Private Insurers that Offer Medicare Advantage Plans Can Sue Primary Insurers Under the Medicare Secondary Payer Act
In a matter of first impression, the Eleventh Circuit Court of Appeals recently addressed the issue of whether the Medicare Secondary Payer Act (“MSP”) private cause of action permits a Medicare Advantage Organization (“MAO”) to sue a primary payer that refuses to reimburse the MAO for a secondary payment.
In Humana Medical Plan, Inc. v. Western Heritage Insurance Company, Mary Reale (“Mrs. Reale”) was injured at a condominium in Florida. Mrs. Reale’s medical providers billed Humana, her Medicare Advantage provider, $19,155.41—which Humana paid. In 2009, the Reales sued Hamptons West Condominium Association, Inc. (“Hamptons West”) for Mrs. Reale’s injury. While the lawsuit was pending, Humana sent Mrs. Reale a reimbursement request in the amount of $19,155.41 based upon the MSP, which provides that Medicare payments are secondary and reimbursable if any other insurer is liable. Mrs. Reale settled her suit with Hamptons West. In the settlement agreement, Mrs. Reale represented that there was no Medicare or other lien or right to subrogation, and she agreed to indemnify the condominium and its insurer. Humana tried, but failed to get its reimbursement from Mrs. Reale.
Because Humana was unsuccessful in obtaining reimbursement from the Reales, it sued Western. The district court held that the MSP private cause of action was available to an MAO and that Humana was entitled to double damages in the amount of $38,310.82, and thus granted Humana’s motion for summary judgment. Western subsequently appealed.
The Eleventh Circuit Court first discussed Humana’s argument that an MAO can sue a primary plan under the MSP private cause of action. The Court agreed with Humana and wrote that Centers for Medicare & Medicaid Services (“CMS”) regulations provide that an MAO “will exercise the same rights to recover from a primary plan, entity, or individual that the secretary exercises under the MSP regulations . . .” 42 C.F.R. § 422.108(f). Moreover, the Court agreed with the district court and the Third Circuit’s analysis of the MSP private cause of action; the district court held that “the statutory text of the MSP Act clearly indicates that MAOs are included within the purview of parties who may bring a private cause of action.”

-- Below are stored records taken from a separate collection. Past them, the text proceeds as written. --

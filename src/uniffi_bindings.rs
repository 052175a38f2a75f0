//! UniFFI bindings for bite-advisor
//!
//! This module provides FFI-compatible types and functions for use with iOS and Android.
//! It wraps the async Rust API with synchronous functions that manage their own tokio runtime.

use std::fmt;
use std::time::Duration;

use serde_json::Value;

use crate::{AdvisorError, BiteAdvisor, Nutrition, PipelineResult, Recipe};

// Re-export UniFFI macro
#[cfg(feature = "uniffi")]
uniffi::setup_scaffolding!();

/// FFI-compatible nutrition summary
#[derive(Debug, Clone, Copy, PartialEq, Eq)]
#[cfg_attr(feature = "uniffi", derive(uniffi::Record))]
pub struct FfiNutrition {
    pub calories: u32,
    pub protein: u32,
    pub carbs: u32,
    pub fat: u32,
}

impl From<Nutrition> for FfiNutrition {
    fn from(n: Nutrition) -> Self {
        FfiNutrition {
            calories: n.calories,
            protein: n.protein,
            carbs: n.carbs,
            fat: n.fat,
        }
    }
}

/// FFI-compatible recipe structure
#[derive(Debug, Clone)]
#[cfg_attr(feature = "uniffi", derive(uniffi::Record))]
pub struct FfiRecipe {
    pub id: i64,
    pub title: String,
    pub ready_in_minutes: u32,
    pub servings: u32,
    pub image: String,
    pub matched_ingredients: u32,
    pub missed_ingredients: u32,
    pub source_url: Option<String>,
    pub summary: String,
    pub nutrition: FfiNutrition,
    /// Instruction entries; plain strings as-is, structured entries as JSON
    pub instructions: Vec<String>,
}

impl From<Recipe> for FfiRecipe {
    fn from(recipe: Recipe) -> Self {
        FfiRecipe {
            id: recipe.id,
            title: recipe.title,
            ready_in_minutes: recipe.ready_in_minutes,
            servings: recipe.servings,
            image: recipe.image,
            matched_ingredients: recipe.matched_ingredients,
            missed_ingredients: recipe.missed_ingredients,
            source_url: recipe.source_url,
            summary: recipe.summary,
            nutrition: recipe.nutrition.into(),
            instructions: recipe
                .instructions
                .into_iter()
                .map(|entry| match entry {
                    Value::String(text) => text,
                    other => other.to_string(),
                })
                .collect(),
        }
    }
}

/// FFI-compatible pipeline result
#[derive(Debug, Clone)]
#[cfg_attr(feature = "uniffi", derive(uniffi::Record))]
pub struct FfiPipelineResult {
    pub ingredients: Vec<String>,
    pub recipes: Vec<FfiRecipe>,
}

impl From<PipelineResult> for FfiPipelineResult {
    fn from(result: PipelineResult) -> Self {
        FfiPipelineResult {
            ingredients: result.ingredients,
            recipes: result.recipes.into_iter().map(Into::into).collect(),
        }
    }
}

/// FFI-compatible error type.
///
/// Front-ends show `message` as-is; the variant only helps with styling.
#[derive(Debug, Clone)]
#[cfg_attr(feature = "uniffi", derive(uniffi::Error))]
pub enum FfiAdvisorError {
    /// The pipeline ran and failed
    ProcessingFailed { message: String },
    /// A credential or setting is missing or invalid
    ConfigError { message: String },
    /// Runtime error (tokio)
    RuntimeError { message: String },
}

impl fmt::Display for FfiAdvisorError {
    fn fmt(&self, f: &mut fmt::Formatter<'_>) -> fmt::Result {
        match self {
            FfiAdvisorError::ProcessingFailed { message } => write!(f, "{}", message),
            FfiAdvisorError::ConfigError { message } => write!(f, "Config error: {}", message),
            FfiAdvisorError::RuntimeError { message } => write!(f, "Runtime error: {}", message),
        }
    }
}

impl std::error::Error for FfiAdvisorError {}

impl From<AdvisorError> for FfiAdvisorError {
    fn from(err: AdvisorError) -> Self {
        match err {
            AdvisorError::ConfigError(e) => FfiAdvisorError::ConfigError {
                message: e.to_string(),
            },
            AdvisorError::DemoTableError(msg) | AdvisorError::BuilderError(msg) => {
                FfiAdvisorError::ConfigError { message: msg }
            }
            other => FfiAdvisorError::ProcessingFailed {
                message: other.to_string(),
            },
        }
    }
}

/// Configuration overrides for FFI calls
#[derive(Debug, Clone, Default)]
#[cfg_attr(feature = "uniffi", derive(uniffi::Record))]
pub struct FfiAdvisorConfig {
    /// Optional Gemini API key (uses environment variable if not specified)
    pub vision_api_key: Option<String>,
    /// Optional Spoonacular API key (uses environment variable if not specified)
    pub recipe_api_key: Option<String>,
    /// Optional Gemini model name
    pub model: Option<String>,
    /// Optional timeout in seconds (uses default if not specified)
    pub timeout_seconds: Option<u64>,
}

/// Create a new tokio runtime for FFI calls
fn create_runtime() -> Result<tokio::runtime::Runtime, FfiAdvisorError> {
    tokio::runtime::Runtime::new().map_err(|e| FfiAdvisorError::RuntimeError {
        message: format!("Failed to create async runtime: {}", e),
    })
}

fn apply_config(
    mut builder: crate::BiteAdvisorBuilder,
    config: Option<FfiAdvisorConfig>,
) -> crate::BiteAdvisorBuilder {
    let config = config.unwrap_or_default();

    if let Some(key) = config.vision_api_key {
        builder = builder.vision_api_key(key);
    }
    if let Some(key) = config.recipe_api_key {
        builder = builder.recipe_api_key(key);
    }
    if let Some(model) = config.model {
        builder = builder.model(model);
    }
    if let Some(timeout_secs) = config.timeout_seconds {
        builder = builder.timeout(Duration::from_secs(timeout_secs));
    }
    builder
}

/// Detect ingredients in an image file and find recipes
///
/// # Arguments
/// * `image_path` - Path to the image file
/// * `config` - Optional configuration overrides
#[cfg_attr(feature = "uniffi", uniffi::export)]
pub fn process_image_file(
    image_path: String,
    config: Option<FfiAdvisorConfig>,
) -> Result<FfiPipelineResult, FfiAdvisorError> {
    let rt = create_runtime()?;
    rt.block_on(async {
        let builder = apply_config(BiteAdvisor::builder().image_path(image_path), config);
        let result = builder.build().await?;
        Ok::<_, FfiAdvisorError>(result.into())
    })
}

/// Detect ingredients in in-memory image data and find recipes
///
/// # Arguments
/// * `data` - Raw image bytes
/// * `mime_type` - Declared MIME type, e.g. "image/jpeg"
/// * `config` - Optional configuration overrides
#[cfg_attr(feature = "uniffi", uniffi::export)]
pub fn process_image_data(
    data: Vec<u8>,
    mime_type: String,
    config: Option<FfiAdvisorConfig>,
) -> Result<FfiPipelineResult, FfiAdvisorError> {
    let rt = create_runtime()?;
    rt.block_on(async {
        let builder = apply_config(BiteAdvisor::builder().image_bytes(data, mime_type), config);
        let result = builder.build().await?;
        Ok::<_, FfiAdvisorError>(result.into())
    })
}

/// Get the library version
#[cfg_attr(feature = "uniffi", uniffi::export)]
pub fn get_version() -> String {
    env!("CARGO_PKG_VERSION").to_string()
}

/// Check if a vision API key is configured
#[cfg_attr(feature = "uniffi", uniffi::export)]
pub fn is_detector_available() -> bool {
    crate::AdvisorConfig::load()
        .map(|c| c.vision.api_key.is_some())
        .unwrap_or(false)
}

/// Check if a recipe API key is configured.
///
/// Without one, only demo recipes are returned.
#[cfg_attr(feature = "uniffi", uniffi::export)]
pub fn is_recipe_api_available() -> bool {
    crate::AdvisorConfig::load()
        .map(|c| c.recipes.api_key.is_some())
        .unwrap_or(false)
}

The Court then discussed how an MAO fits within the MSP scheme and whether an MAO may avail itself of the MSP private cause of action in paragraph (3)(A). The Court rejected Western’s argument that the MSP does not govern MAOs and that the MAO right-to-charge provision instead governs. The Court wrote that paragraph (2)(A) unambiguously refers to all Medicare payments—both traditional Medicare and Medicare Advantage plans. Although the Court recognized that paragraph (2)(b) refers only to the Secretary, the Court analyzed paragraphs (2)(A) and (3)(A) and held that a primary plan that fails to make a primary payment has failed to do so “regardless of whether the secondary payer is the Secretary or an MAO.” 42 U.S.C. § 1395y(b)(3)(A). The Court further stated that neither the MSP nor case law restricts the class of plaintiffs to whom the MSP private cause of action is available. Because the court found that a primary plan’s failure to make primary payment or to reimburse causes the MAO an injury in fact, the court ruled that an MAO “may avail itself of the MSP private cause of action when a primary plan fails to make primary payment or to reimburse the MAO’s secondary payment.” Thus, the Court affirmed the district court’s order granting Humana’s summary judgment.